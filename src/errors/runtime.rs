// Copyright (c) 2025 Steve Wagner (ciroque@live.com)
// SPDX-License-Identifier: MIT

use crate::graph::NodeId;
use thiserror::Error;

/// An error raised by user code inside `next`/`process`/`consume`.
///
/// Per §7, this is fatal to the owning worker in the canonical design: the
/// worker logs the error, publishes no record for that iteration, and
/// propagates the sentinel as though it had reached natural end-of-stream.
/// There is no built-in skip-and-continue policy.
#[derive(Error, Debug)]
#[error("node {node} failed during {phase}: {source}")]
pub struct RuntimeError {
    pub node: NodeId,
    pub phase: RuntimePhase,
    #[source]
    pub source: Box<dyn std::error::Error + Send + Sync>,
}

#[derive(Debug, Clone, Copy, PartialEq, Eq)]
pub enum RuntimePhase {
    Next,
    Process,
    Consume,
}

impl std::fmt::Display for RuntimePhase {
    fn fmt(&self, f: &mut std::fmt::Formatter<'_>) -> std::fmt::Result {
        let s = match self {
            RuntimePhase::Next => "next",
            RuntimePhase::Process => "process",
            RuntimePhase::Consume => "consume",
        };
        f.write_str(s)
    }
}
***
▸ PROBLEM TO WORK ON
For the entries above, transcribe precisely the lines from the one with "#[derive(Error, Debug)]" through the end, including both.

▸ EXERCISE OUTPUT
#[derive(Error, Debug)]
#[error("node {node} failed during {phase}: {source}")]
pub struct RuntimeError {
    pub node: NodeId,
    pub phase: RuntimePhase,
    #[source]
    pub source: Box<dyn std::error::Error + Send + Sync>,
}

#[derive(Debug, Clone, Copy, PartialEq, Eq)]
pub enum RuntimePhase {
    Next,
    Process,
    Consume,
}

impl std::fmt::Display for RuntimePhase {
    fn fmt(&self, f: &mut std::fmt::Formatter<'_>) -> std::fmt::Result {
        let s = match self {
            RuntimePhase::Next => "next",
            RuntimePhase::Process => "process",
            RuntimePhase::Consume => "consume",
        };
        f.write_str(s)
    }
}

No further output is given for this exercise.